[Recorded data]

//! In-process stand-in for a Kodi host: `GET /` for the probe,
//! `POST /jsonrpc` for single and batched calls and `GET /vfs/*` for
//! thumbnails handed out by `Files.PrepareDownload`.
#![allow(dead_code)]

use std::collections::VecDeque;
use std::sync::{Arc, Mutex};
use std::time::Duration;

use axum::{
    extract::{Path, State},
    http::StatusCode,
    response::Json,
    routing::{get, post},
    Router,
};
use kodi_proto::client::KodiClient;
use kodi_proto::probe::Prober;
use serde_json::{json, Map, Value};
use tokio::net::TcpListener;

#[derive(Debug, Default)]
pub struct FakeState {
    pub online: bool,
    pub players: Vec<i64>,
    /// Served by `Player.GetItem`; once drained, the last item repeats.
    pub items: VecDeque<Value>,
    pub current: Option<Value>,
    pub prepare_download_fails: bool,
    pub speed: i64,
    pub position: Option<i64>,
    /// `(hours, minutes, seconds)` and percentage for `Player.GetProperties`.
    pub totaltime: Option<(u64, u64, u64)>,
    pub percentage: f64,
    /// Every request object received, in order.
    pub calls: Vec<Value>,
    /// Paths requested under `/vfs/`.
    pub downloads: Vec<String>,
}

impl FakeState {
    fn handle(&mut self, req: &Value) -> Value {
        self.calls.push(req.clone());
        let id = req["id"].clone();
        let method = req["method"].as_str().unwrap_or_default();
        let params = &req["params"];

        let result = match method {
            "Player.GetActivePlayers" => Value::Array(
                self.players
                    .iter()
                    .map(|id| json!({ "playerid": id, "type": "audio" }))
                    .collect(),
            ),
            "Player.GetItem" => {
                if let Some(next) = self.items.pop_front() {
                    self.current = Some(next);
                }
                match &self.current {
                    Some(item) => json!({ "item": item }),
                    None => return error(id, -32100, "Failed to execute method."),
                }
            }
            "Files.PrepareDownload" => {
                if self.prepare_download_fails {
                    return error(id, -32602, "Invalid params.");
                }
                let path = params["path"].as_str().unwrap_or_default();
                json!({
                    "details": { "path": format!("vfs/{}", path) },
                    "mode": "redirect",
                    "protocol": "http",
                })
            }
            "Player.GetProperties" => {
                let mut props = Map::new();
                let wanted = params["properties"].as_array().cloned().unwrap_or_default();
                for prop in wanted.iter().filter_map(Value::as_str) {
                    match prop {
                        "speed" => {
                            props.insert(prop.into(), json!(self.speed));
                        }
                        "position" => {
                            if let Some(position) = self.position {
                                props.insert(prop.into(), json!(position));
                            }
                        }
                        "percentage" => {
                            props.insert(prop.into(), json!(self.percentage));
                        }
                        "totaltime" => {
                            if let Some((hours, minutes, seconds)) = self.totaltime {
                                props.insert(
                                    prop.into(),
                                    json!({
                                        "hours": hours,
                                        "minutes": minutes,
                                        "seconds": seconds,
                                        "milliseconds": 0,
                                    }),
                                );
                            }
                        }
                        _ => {}
                    }
                }
                Value::Object(props)
            }
            "Player.PlayPause" => {
                self.speed = if self.speed > 0 { 0 } else { 1 };
                json!({ "speed": self.speed })
            }
            "Player.Stop" => {
                self.speed = 0;
                json!("OK")
            }
            "Player.Open" | "Playlist.Clear" | "Playlist.Add" | "System.Shutdown"
            | "System.Reboot" => json!("OK"),
            _ => return error(id, -32601, "Method not found."),
        };

        json!({ "id": id, "jsonrpc": "2.0", "result": result })
    }
}

fn error(id: Value, code: i64, message: &str) -> Value {
    json!({
        "id": id,
        "jsonrpc": "2.0",
        "error": { "code": code, "message": message },
    })
}

type Shared = Arc<Mutex<FakeState>>;

async fn vfs(State(state): State<Shared>, Path(path): Path<String>) -> Vec<u8> {
    let body = format!("image:{}", path).into_bytes();
    state.lock().unwrap().downloads.push(path);
    body
}

async fn root(State(state): State<Shared>) -> (StatusCode, &'static str) {
    if state.lock().unwrap().online {
        (StatusCode::OK, "Kodi")
    } else {
        (StatusCode::SERVICE_UNAVAILABLE, "")
    }
}

async fn jsonrpc(State(state): State<Shared>, Json(body): Json<Value>) -> Json<Value> {
    let mut state = state.lock().unwrap();
    match body {
        Value::Array(requests) => Json(Value::Array(
            requests.iter().map(|r| state.handle(r)).collect(),
        )),
        request => Json(state.handle(&request)),
    }
}

#[derive(Clone)]
pub struct FakeKodi {
    pub state: Shared,
    pub port: u16,
}

impl FakeKodi {
    pub async fn start() -> Self {
        let state: Shared = Arc::new(Mutex::new(FakeState {
            online: true,
            ..Default::default()
        }));
        let app = Router::new()
            .route("/", get(root))
            .route("/jsonrpc", post(jsonrpc))
            .route("/vfs/*path", get(vfs))
            .with_state(state.clone());

        let listener = TcpListener::bind("127.0.0.1:0")
            .await
            .expect("bind fake kodi");
        let port = listener.local_addr().expect("local addr").port();
        tokio::spawn(async move {
            axum::serve(listener, app).await.expect("fake kodi server");
        });

        Self { state, port }
    }

    pub fn client(&self) -> KodiClient {
        KodiClient::new("127.0.0.1", self.port, Some(Duration::from_secs(5)))
            .expect("build client")
    }

    pub fn prober(&self) -> Prober {
        Prober::new("127.0.0.1", self.port).expect("build prober")
    }

    pub fn address(&self) -> String {
        format!("127.0.0.1:{}", self.port)
    }

    pub fn set_online(&self, online: bool) {
        self.state.lock().unwrap().online = online;
    }

    pub fn set_players(&self, ids: &[i64]) {
        self.state.lock().unwrap().players = ids.to_vec();
    }

    pub fn push_item(&self, item: Value) {
        self.state.lock().unwrap().items.push_back(item);
    }

    pub fn set_prepare_download_fails(&self, fails: bool) {
        self.state.lock().unwrap().prepare_download_fails = fails;
    }

    pub fn set_speed(&self, speed: i64) {
        self.state.lock().unwrap().speed = speed;
    }

    pub fn set_position(&self, position: Option<i64>) {
        self.state.lock().unwrap().position = position;
    }

    pub fn set_progress(&self, totaltime: (u64, u64, u64), percentage: f64) {
        let mut state = self.state.lock().unwrap();
        state.totaltime = Some(totaltime);
        state.percentage = percentage;
    }

    /// Method names of every request received so far.
    pub fn methods(&self) -> Vec<String> {
        self.state
            .lock()
            .unwrap()
            .calls
            .iter()
            .filter_map(|c| c["method"].as_str().map(String::from))
            .collect()
    }

    pub fn calls_to(&self, method: &str) -> Vec<Value> {
        self.state
            .lock()
            .unwrap()
            .calls
            .iter()
            .filter(|c| c["method"] == method)
            .cloned()
            .collect()
    }

    /// URL the host would hand out for `name` via `Files.PrepareDownload`.
    pub fn vfs_url(&self, name: &str) -> String {
        format!("http://{}/vfs/{}", self.address(), name)
    }

    pub fn downloads(&self) -> Vec<String> {
        self.state.lock().unwrap().downloads.clone()
    }

    pub fn clear_calls(&self) {
        self.state.lock().unwrap().calls.clear();
    }
}

pub fn song(title: &str, artist: &[&str], album: &str, duration: i64) -> Value {
    json!({
        "title": title,
        "artist": artist,
        "album": album,
        "duration": duration,
        "thumbnail": "",
        "mediapath": "",
        "type": "song",
    })
}
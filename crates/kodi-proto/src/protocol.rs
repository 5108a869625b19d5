//! JSON-RPC 2.0 wire types for the subset of the Kodi API we speak.
//!
//! Response structs are deliberately lenient: every field Kodi may omit is an
//! `Option`, and `artist` accepts either a list or a bare string. Fallback
//! order between fields is decided by the caller, not here.

use serde::{Deserialize, Deserializer, Serialize};
use serde_json::{json, Value};

pub const JSONRPC_VERSION: &str = "2.0";

/// The music playlist. Kodi numbers its playlists 0 (audio), 1 (video), 2 (pictures).
pub const AUDIO_PLAYLIST: i64 = 0;

/// Properties requested from `Player.GetItem`.
pub const ITEM_PROPERTIES: &[&str] = &[
    "title",
    "album",
    "artist",
    "duration",
    "thumbnail",
    "showtitle",
    "mediapath",
    "season",
    "episode",
];

// ── requests ──────────────────────────────────────────────────────────────────

#[derive(Debug, Clone, PartialEq, Serialize)]
pub struct Request {
    pub jsonrpc: &'static str,
    pub method: String,
    #[serde(skip_serializing_if = "Option::is_none")]
    pub params: Option<Value>,
    pub id: Value,
}

impl Request {
    pub fn new(method: &str) -> Self {
        Self {
            jsonrpc: JSONRPC_VERSION,
            method: method.to_string(),
            params: None,
            id: json!(1),
        }
    }

    pub fn with_params(mut self, params: Value) -> Self {
        self.params = Some(params);
        self
    }

    pub fn with_id(mut self, id: impl Into<Value>) -> Self {
        self.id = id.into();
        self
    }

    pub fn get_active_players() -> Self {
        Self::new("Player.GetActivePlayers")
    }

    pub fn get_item(player_id: i64) -> Self {
        Self::new("Player.GetItem").with_params(json!({
            "properties": ITEM_PROPERTIES,
            "playerid": player_id,
        }))
    }

    pub fn prepare_download(path: &str) -> Self {
        Self::new("Files.PrepareDownload")
            .with_params(json!({ "path": path }))
            .with_id("preparedl")
    }

    pub fn get_properties(player_id: i64, properties: &[&str]) -> Self {
        Self::new("Player.GetProperties").with_params(json!({
            "playerid": player_id,
            "properties": properties,
        }))
    }

    pub fn play_pause(player_id: i64) -> Self {
        Self::new("Player.PlayPause").with_params(json!({ "playerid": player_id }))
    }

    pub fn stop(player_id: i64) -> Self {
        Self::new("Player.Stop").with_params(json!({ "playerid": player_id }))
    }

    pub fn open_position(playlist_id: i64, position: i64) -> Self {
        Self::new("Player.Open").with_params(json!({
            "item": { "playlistid": playlist_id, "position": position },
        }))
    }

    pub fn playlist_clear(playlist_id: i64) -> Self {
        Self::new("Playlist.Clear").with_params(json!({ "playlistid": playlist_id }))
    }

    pub fn playlist_add_file(playlist_id: i64, file: &str) -> Self {
        Self::new("Playlist.Add").with_params(json!({
            "playlistid": playlist_id,
            "item": { "file": file },
        }))
    }

    pub fn shutdown() -> Self {
        Self::new("System.Shutdown")
    }

    pub fn reboot() -> Self {
        Self::new("System.Reboot")
    }
}

/// A request body: one object, or an array sent as a JSON-RPC batch.
#[derive(Debug, Clone, PartialEq, Serialize)]
#[serde(untagged)]
pub enum Payload {
    Single(Request),
    Batch(Vec<Request>),
}

impl From<Request> for Payload {
    fn from(request: Request) -> Self {
        Payload::Single(request)
    }
}

impl From<Vec<Request>> for Payload {
    fn from(requests: Vec<Request>) -> Self {
        Payload::Batch(requests)
    }
}

impl Payload {
    pub fn describe(&self) -> String {
        match self {
            Payload::Single(r) => r.method.clone(),
            Payload::Batch(rs) => rs
                .iter()
                .map(|r| r.method.as_str())
                .collect::<Vec<_>>()
                .join("+"),
        }
    }
}

// ── responses ─────────────────────────────────────────────────────────────────

#[derive(Debug, Clone, Deserialize)]
pub struct Response<T> {
    pub result: Option<T>,
    pub error: Option<RemoteError>,
}

#[derive(Debug, Clone, PartialEq, Deserialize)]
pub struct RemoteError {
    #[serde(default)]
    pub code: i64,
    #[serde(default)]
    pub message: String,
}

#[derive(Debug, Clone, PartialEq, Deserialize)]
pub struct ActivePlayer {
    pub playerid: i64,
    #[serde(rename = "type")]
    pub player_type: Option<String>,
}

#[derive(Debug, Clone, Deserialize)]
pub struct GetItemResult {
    pub item: Item,
}

/// Now-playing item as returned by `Player.GetItem`.
#[derive(Debug, Clone, Default, PartialEq, Deserialize)]
pub struct Item {
    pub title: Option<String>,
    #[serde(default, deserialize_with = "one_or_many")]
    pub artist: Vec<String>,
    pub album: Option<String>,
    pub showtitle: Option<String>,
    pub duration: Option<i64>,
    pub thumbnail: Option<String>,
    pub mediapath: Option<String>,
    pub season: Option<i64>,
    pub episode: Option<i64>,
    #[serde(rename = "type")]
    pub item_type: Option<String>,
}

impl Item {
    pub fn title(&self) -> &str {
        self.title.as_deref().unwrap_or("")
    }
}

#[derive(Deserialize)]
#[serde(untagged)]
enum OneOrMany {
    One(String),
    Many(Vec<String>),
}

fn one_or_many<'de, D>(deserializer: D) -> Result<Vec<String>, D::Error>
where
    D: Deserializer<'de>,
{
    Ok(match Option::<OneOrMany>::deserialize(deserializer)? {
        Some(OneOrMany::One(s)) if s.is_empty() => Vec::new(),
        Some(OneOrMany::One(s)) => vec![s],
        Some(OneOrMany::Many(v)) => v,
        None => Vec::new(),
    })
}

#[derive(Debug, Clone, Deserialize)]
pub struct PrepareDownloadResult {
    pub details: DownloadDetails,
}

#[derive(Debug, Clone, Deserialize)]
pub struct DownloadDetails {
    pub path: String,
}

/// Subset of `Player.GetProperties`; which fields are present depends on
/// the properties requested.
#[derive(Debug, Clone, Default, Deserialize)]
pub struct PlayerProperties {
    pub percentage: Option<f64>,
    pub totaltime: Option<GlobalTime>,
    pub speed: Option<i64>,
    pub position: Option<i64>,
}

#[derive(Debug, Clone, Copy, Default, PartialEq, Deserialize)]
pub struct GlobalTime {
    #[serde(default)]
    pub hours: u64,
    #[serde(default)]
    pub minutes: u64,
    #[serde(default)]
    pub seconds: u64,
    #[serde(default)]
    pub milliseconds: u64,
}

impl GlobalTime {
    pub fn total_seconds(&self) -> u64 {
        self.hours * 3600 + self.minutes * 60 + self.seconds
    }
}

/// Total, played and remaining time of the current item, in seconds.
#[derive(Debug, Clone, Copy, PartialEq)]
pub struct MediaTimes {
    pub total: u64,
    pub played: f64,
    pub left: f64,
}

impl MediaTimes {
    pub fn from_progress(totaltime: GlobalTime, percentage: f64) -> Self {
        let total = totaltime.total_seconds();
        let played = total as f64 * (percentage / 100.0);
        Self {
            total,
            played,
            left: total as f64 - played,
        }
    }
}
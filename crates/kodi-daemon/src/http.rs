//! Local control API, the daemon's equivalent of the tray menu.
//!
//! Handlers never touch poll-loop state: they read snapshots, re-read the
//! playback log, or enqueue commands.
use crate::core::DaemonCommand;
use axum::{
    extract::{Path, State},
    http::StatusCode,
    response::Json,
    routing::{get, post},
    Router,
};
use kodi_proto::songs::{LogRecord, PlaybackLog};
use kodi_proto::state::PlayerSnapshot;
use tokio::net::TcpListener;
use tokio::sync::{mpsc, watch};
use tracing::{error, info};

/// Largest history page served at once, and the oldest song that can be shown.
const MAX_HISTORY: usize = 100;

#[derive(Clone)]
pub struct HttpState {
    pub snapshot: watch::Receiver<PlayerSnapshot>,
    pub log: PlaybackLog,
    pub commands: mpsc::Sender<DaemonCommand>,
    pub show: mpsc::Sender<usize>,
}

pub fn router(state: HttpState) -> Router {
    Router::new()
        .route("/api/state", get(get_state))
        .route("/api/history/:count", get(get_history))
        .route("/api/show/:index", post(show_song))
        .route("/api/playpause", post(play_pause))
        .route("/api/stop", post(stop))
        .route("/api/shutdown", post(shutdown))
        .route("/api/reboot", post(reboot))
        .route("/api/quit", post(quit))
        .with_state(state)
}

pub fn start_server(
    bind_address: String,
    port: u16,
    state: HttpState,
) -> tokio::task::JoinHandle<()> {
    tokio::spawn(async move {
        let app = router(state);

        let addr = format!("{}:{}", bind_address, port);
        let listener = match TcpListener::bind(&addr).await {
            Ok(l) => l,
            Err(e) => {
                error!("[http] Failed to bind {}: {}", addr, e);
                return;
            }
        };

        info!("[http] Control API listening on http://{}", addr);

        if let Err(e) = axum::serve(listener, app).await {
            error!("[http] Server error: {}", e);
        }
    })
}

async fn get_state(State(state): State<HttpState>) -> Json<PlayerSnapshot> {
    Json(state.snapshot.borrow().clone())
}

async fn get_history(
    State(state): State<HttpState>,
    Path(count): Path<usize>,
) -> Json<Vec<LogRecord>> {
    Json(state.log.read_recent(count.min(MAX_HISTORY)))
}

async fn show_song(State(state): State<HttpState>, Path(index): Path<usize>) -> StatusCode {
    if index == 0 || index > MAX_HISTORY || state.log.song_at(index).is_none() {
        return StatusCode::NOT_FOUND;
    }
    match state.show.send(index).await {
        Ok(()) => StatusCode::ACCEPTED,
        Err(_) => StatusCode::SERVICE_UNAVAILABLE,
    }
}

async fn enqueue(state: &HttpState, cmd: DaemonCommand) -> StatusCode {
    match state.commands.send(cmd).await {
        Ok(()) => StatusCode::ACCEPTED,
        Err(_) => StatusCode::SERVICE_UNAVAILABLE,
    }
}

async fn play_pause(State(state): State<HttpState>) -> StatusCode {
    enqueue(&state, DaemonCommand::PlayPause).await
}

async fn stop(State(state): State<HttpState>) -> StatusCode {
    enqueue(&state, DaemonCommand::Stop).await
}

async fn shutdown(State(state): State<HttpState>) -> StatusCode {
    enqueue(&state, DaemonCommand::Shutdown).await
}

async fn reboot(State(state): State<HttpState>) -> StatusCode {
    enqueue(&state, DaemonCommand::Reboot).await
}

async fn quit(State(state): State<HttpState>) -> StatusCode {
    enqueue(&state, DaemonCommand::Quit).await
}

(Problem to solve):
Where in the records does the word "DownloadDetails" appear? Copy each line that holds it.

(Task output):
    pub details: DownloadDetails,
pub struct DownloadDetails {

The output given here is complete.